William II, Earl of Ross (Gaelic: Uilleam; died c. 1323) was ruler of the province of Ross in northern Scotland, and a prominent figure in the Wars of Scottish Independence.

William was the only child of William I, Earl of Ross and his wife Jean Comyn, daughter of William, Earl of Buchan. He succeeded to the earldom on the death of his father in 1274. In 1284 he joined with other Scottish noblemen who acknowledged Margaret, Maid of Norway as the heir to the unfortunate Alexander III. Following Margaret's death, he sided alternately with the Scottish and English interests. In 1291 he paid homage to Edward I of England at Berwick recognising him as overlord of Scotland. He was chosen as an auditor at the trial between John Balliol and Robert Bruce, when they competed before Edward to decide who would take the throne of Scotland.

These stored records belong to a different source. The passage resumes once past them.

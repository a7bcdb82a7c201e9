//! Immutable input snapshot for one student/term/program search.
//!
//! Upstream collaborators resolve a student, program, and term into a
//! [`ScheduleInputData`]; the engine reads it and performs no I/O. All
//! derived data (weekly minutes, importance, incompatibilities) is
//! computed once, when the snapshot is built, and shared read-only by
//! every search that uses it.
//!
//! Course sets are ordered and per-course class lists keep insertion
//! order, so deterministic strategies see the same input order on every
//! run.

use serde::{Deserialize, Serialize};
use std::collections::{BTreeSet, HashMap, HashSet};

use super::{
    ClassId, Course, CourseClass, CourseId, IncompatibilityCache, Lecture, LectureId, TimeRange,
    TravelTimeMatrix,
};
use crate::error::{EntityKind, Result, ScheduleError};
use crate::validation::{count_transitive_dependents, validate_catalog};

/// Read-only snapshot consumed by the executors.
#[derive(Debug, Clone, Default, Serialize, Deserialize)]
pub struct ScheduleInputData {
    /// Courses by ID.
    pub courses: HashMap<CourseId, Course>,
    /// Classes by ID.
    pub course_classes: HashMap<ClassId, CourseClass>,
    /// Lectures by ID.
    pub lectures: HashMap<LectureId, Lecture>,
    /// Class → owning course.
    pub course_of_course_class: HashMap<ClassId, CourseId>,
    /// Class → its lectures.
    pub lectures_of_course_class: HashMap<ClassId, Vec<LectureId>>,
    /// Course → its classes, in catalog order.
    pub course_classes_of_course: HashMap<CourseId, Vec<ClassId>>,
    /// Class → weekly lecture time (minutes).
    pub weekly_class_time_in_minutes: HashMap<ClassId, u32>,
    /// Course → number of courses that transitively require it.
    pub indirect_correlatives_amount: HashMap<CourseId, u32>,
    /// Pairwise class conflicts.
    pub incompatibilities: IncompatibilityCache,
    /// Courses the program requires.
    pub mandatory_course_ids: BTreeSet<CourseId>,
    /// Elective courses the student may take.
    pub optional_course_ids: BTreeSet<CourseId>,
    /// Optional credits the student has not earned yet.
    pub remaining_optional_credits: u32,
}

impl ScheduleInputData {
    /// Looks up a course, failing if the snapshot lacks it.
    pub fn course(&self, id: CourseId) -> Result<&Course> {
        self.courses
            .get(&id)
            .ok_or_else(|| ScheduleError::missing(EntityKind::Course, id))
    }

    /// Looks up a class, failing if the snapshot lacks it.
    pub fn course_class(&self, id: ClassId) -> Result<&CourseClass> {
        self.course_classes
            .get(&id)
            .ok_or_else(|| ScheduleError::missing(EntityKind::CourseClass, id))
    }

    /// Looks up a lecture, failing if the snapshot lacks it.
    pub fn lecture(&self, id: LectureId) -> Result<&Lecture> {
        self.lectures
            .get(&id)
            .ok_or_else(|| ScheduleError::missing(EntityKind::Lecture, id))
    }

    /// Course owning a class.
    pub fn course_of(&self, class_id: ClassId) -> Result<CourseId> {
        self.course_of_course_class
            .get(&class_id)
            .copied()
            .ok_or_else(|| ScheduleError::missing(EntityKind::CourseClass, class_id))
    }

    /// Lectures of a class. A class without an entry has no lectures.
    pub fn lectures_of(&self, class_id: ClassId) -> Result<Vec<&Lecture>> {
        self.lectures_of_course_class
            .get(&class_id)
            .map(|ids| ids.iter().map(|&id| self.lecture(id)).collect())
            .unwrap_or_else(|| Ok(Vec::new()))
    }

    /// Classes of a course, in catalog order.
    pub fn classes_of(&self, course_id: CourseId) -> &[ClassId] {
        self.course_classes_of_course
            .get(&course_id)
            .map(Vec::as_slice)
            .unwrap_or(&[])
    }

    /// Weekly lecture minutes of a class.
    pub fn weekly_minutes(&self, class_id: ClassId) -> Result<u32> {
        self.weekly_class_time_in_minutes
            .get(&class_id)
            .copied()
            .ok_or_else(|| ScheduleError::missing(EntityKind::CourseClass, class_id))
    }

    /// Importance of a course (0 when nothing depends on it).
    pub fn importance(&self, course_id: CourseId) -> u32 {
        self.indirect_correlatives_amount
            .get(&course_id)
            .copied()
            .unwrap_or(0)
    }

    /// Whether the program requires the course.
    pub fn is_mandatory(&self, course_id: CourseId) -> bool {
        self.mandatory_course_ids.contains(&course_id)
    }

    /// Number of classes offered.
    pub fn class_count(&self) -> usize {
        self.course_classes.len()
    }

    /// Returns a copy without the classes meeting during any of the
    /// given ranges.
    ///
    /// The removed classes disappear from the class map and from every
    /// relation. Their courses stay in the snapshot, possibly with no
    /// viable class left.
    pub fn without_unavailable(&self, unavailable: &[TimeRange]) -> Result<Self> {
        if unavailable.is_empty() {
            return Ok(self.clone());
        }

        let mut blocked = HashSet::new();
        for &class_id in self.course_classes.keys() {
            let lectures = self.lectures_of(class_id)?;
            if lectures
                .iter()
                .any(|l| unavailable.iter().any(|u| u.overlaps(&l.time)))
            {
                blocked.insert(class_id);
            }
        }

        let mut filtered = self.clone();
        filtered.course_classes.retain(|id, _| !blocked.contains(id));
        filtered.course_of_course_class.retain(|id, _| !blocked.contains(id));
        filtered
            .lectures_of_course_class
            .retain(|id, _| !blocked.contains(id));
        filtered
            .weekly_class_time_in_minutes
            .retain(|id, _| !blocked.contains(id));
        filtered
            .lectures
            .retain(|_, lecture| !blocked.contains(&lecture.class_id));
        for classes in filtered.course_classes_of_course.values_mut() {
            classes.retain(|id| !blocked.contains(id));
        }
        Ok(filtered)
    }
}

/// Assembles a [`ScheduleInputData`] from catalog rows.
///
/// # Example
/// ```
/// use u_timetable::models::{
///     Course, CourseClass, Lecture, ScheduleInputDataBuilder, TimeRange,
/// };
///
/// let input = ScheduleInputDataBuilder::new()
///     .with_mandatory_course(Course::new(1).with_credits(6))
///     .with_class(CourseClass::new(10, 1))
///     .with_lecture(Lecture::new(100, 10, TimeRange::at(0, (8, 0), (10, 0))))
///     .build()
///     .unwrap();
///
/// assert_eq!(input.weekly_class_time_in_minutes[&10], 120);
/// ```
#[derive(Debug, Clone, Default)]
pub struct ScheduleInputDataBuilder {
    courses: Vec<Course>,
    mandatory: BTreeSet<CourseId>,
    classes: Vec<CourseClass>,
    lectures: Vec<Lecture>,
    travel: TravelTimeMatrix,
    remaining_optional_credits: u32,
}

impl ScheduleInputDataBuilder {
    /// Creates an empty builder.
    pub fn new() -> Self {
        Self::default()
    }

    /// Adds a course the program requires.
    pub fn with_mandatory_course(mut self, course: Course) -> Self {
        self.mandatory.insert(course.id);
        self.courses.push(course);
        self
    }

    /// Adds an elective course.
    pub fn with_optional_course(mut self, course: Course) -> Self {
        self.courses.push(course);
        self
    }

    /// Adds a class.
    pub fn with_class(mut self, class: CourseClass) -> Self {
        self.classes.push(class);
        self
    }

    /// Adds a lecture.
    pub fn with_lecture(mut self, lecture: Lecture) -> Self {
        self.lectures.push(lecture);
        self
    }

    /// Sets inter-building travel times.
    pub fn with_travel_times(mut self, travel: TravelTimeMatrix) -> Self {
        self.travel = travel;
        self
    }

    /// Sets the optional credits the student still needs.
    pub fn with_remaining_optional_credits(mut self, credits: u32) -> Self {
        self.remaining_optional_credits = credits;
        self
    }

    /// Validates the catalog and derives the snapshot.
    ///
    /// # Errors
    /// [`ScheduleError::InvalidInput`] with every validation issue found.
    pub fn build(self) -> Result<ScheduleInputData> {
        validate_catalog(&self.courses, &self.classes, &self.lectures)
            .map_err(ScheduleError::InvalidInput)?;

        let mut data = ScheduleInputData {
            indirect_correlatives_amount: count_transitive_dependents(&self.courses),
            remaining_optional_credits: self.remaining_optional_credits,
            ..ScheduleInputData::default()
        };

        for course in &self.courses {
            if self.mandatory.contains(&course.id) {
                data.mandatory_course_ids.insert(course.id);
            } else {
                data.optional_course_ids.insert(course.id);
            }
            data.course_classes_of_course.entry(course.id).or_default();
        }

        for class in &self.classes {
            data.course_of_course_class.insert(class.id, class.course_id);
            data.course_classes_of_course
                .entry(class.course_id)
                .or_default()
                .push(class.id);
            data.lectures_of_course_class.entry(class.id).or_default();
            data.weekly_class_time_in_minutes.insert(class.id, 0);
        }

        for lecture in &self.lectures {
            data.lectures_of_course_class
                .entry(lecture.class_id)
                .or_default()
                .push(lecture.id);
            *data
                .weekly_class_time_in_minutes
                .entry(lecture.class_id)
                .or_insert(0) += lecture.duration_minutes();
        }

        data.courses = self.courses.into_iter().map(|c| (c.id, c)).collect();
        data.course_classes = self.classes.into_iter().map(|c| (c.id, c)).collect();
        data.lectures = self.lectures.into_iter().map(|l| (l.id, l)).collect();

        let mut class_ids: Vec<ClassId> = data.course_classes.keys().copied().collect();
        class_ids.sort_unstable();
        let per_class: Vec<(ClassId, Vec<&Lecture>)> = class_ids
            .iter()
            .map(|&id| data.lectures_of(id).map(|lectures| (id, lectures)))
            .collect::<Result<_>>()?;
        let incompatibilities = IncompatibilityCache::compute(&per_class, &self.travel);
        data.incompatibilities = incompatibilities;

        Ok(data)
    }
}

#[cfg(test)]
mod tests {
    use super::*;
    use crate::validation::ValidationErrorKind;

    fn sample_input() -> ScheduleInputData {
        ScheduleInputDataBuilder::new()
            .with_mandatory_course(Course::new(1).with_credits(8))
            .with_optional_course(Course::new(2).with_credits(4).with_correlative(1))
            .with_class(CourseClass::new(10, 1))
            .with_class(CourseClass::new(11, 1))
            .with_class(CourseClass::new(20, 2))
            .with_lecture(Lecture::new(100, 10, TimeRange::at(0, (8, 0), (10, 0))))
            .with_lecture(Lecture::new(101, 10, TimeRange::at(2, (8, 0), (9, 30))))
            .with_lecture(Lecture::new(110, 11, TimeRange::at(1, (18, 0), (20, 0))))
            .with_lecture(Lecture::new(200, 20, TimeRange::at(0, (9, 0), (11, 0))))
            .with_remaining_optional_credits(12)
            .build()
            .unwrap()
    }

    #[test]
    fn test_relations() {
        let input = sample_input();
        assert_eq!(input.classes_of(1), &[10, 11]);
        assert_eq!(input.classes_of(2), &[20]);
        assert_eq!(input.course_of(20).unwrap(), 2);
        assert_eq!(input.lectures_of(10).unwrap().len(), 2);
        assert!(input.is_mandatory(1));
        assert!(!input.is_mandatory(2));
        assert_eq!(input.optional_course_ids.len(), 1);
        assert_eq!(input.remaining_optional_credits, 12);
    }

    #[test]
    fn test_weekly_minutes() {
        let input = sample_input();
        assert_eq!(input.weekly_minutes(10).unwrap(), 210);
        assert_eq!(input.weekly_minutes(11).unwrap(), 120);
    }

    #[test]
    fn test_importance() {
        let input = sample_input();
        assert_eq!(input.importance(1), 1);
        assert_eq!(input.importance(2), 0);
    }

    #[test]
    fn test_incompatibilities_computed() {
        let input = sample_input();
        assert!(input.incompatibilities.are_incompatible(10, 20));
        assert!(!input.incompatibilities.are_incompatible(11, 20));
    }

    #[test]
    fn test_missing_entities() {
        let input = sample_input();
        let err = input.course_class(999).unwrap_err();
        assert!(err.is_corrupted_input());
        assert!(input.course(999).is_err());
        assert!(input.lecture(999).is_err());
        assert!(input.course_of(999).is_err());
    }

    #[test]
    fn test_without_unavailable() {
        let input = sample_input();
        // Monday 9:30 blocks classes 10 and 20
        let filtered = input
            .without_unavailable(&[TimeRange::at(0, (9, 30), (9, 45))])
            .unwrap();

        assert_eq!(filtered.classes_of(1), &[11]);
        assert!(filtered.classes_of(2).is_empty());
        assert!(filtered.course_class(10).is_err());
        assert!(!filtered.lectures.contains_key(&100));
        assert!(filtered.courses.contains_key(&2));
        // Original untouched
        assert_eq!(input.classes_of(1), &[10, 11]);
    }

    #[test]
    fn test_build_rejects_invalid_catalog() {
        let result = ScheduleInputDataBuilder::new()
            .with_mandatory_course(Course::new(1))
            .with_class(CourseClass::new(10, 2))
            .build();

        match result {
            Err(ScheduleError::InvalidInput(errors)) => {
                assert!(errors
                    .iter()
                    .any(|e| e.kind == ValidationErrorKind::InvalidCourseReference));
            }
            other => panic!("expected invalid input, got {other:?}"),
        }
    }
}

William was one of the leaders of the Scottish army at the Battle of Dunbar in 1296, when Edward invaded Scotland to punish John Balliol for refusing to support the English invasion of France. After the Scottish defeat, he was captured by the English and sent to the Tower of London, where he remained until September 1303, when an order was issued for his escort to Scotland. He reached Perth in December, and stayed there with Edward, Prince of Wales until he was sent home in February. Later in 1304 he was with King Edward at Dunfermline, who bestowed upon him a horse, armour, and other presents, as well as appointing him Warden beyond the Spey.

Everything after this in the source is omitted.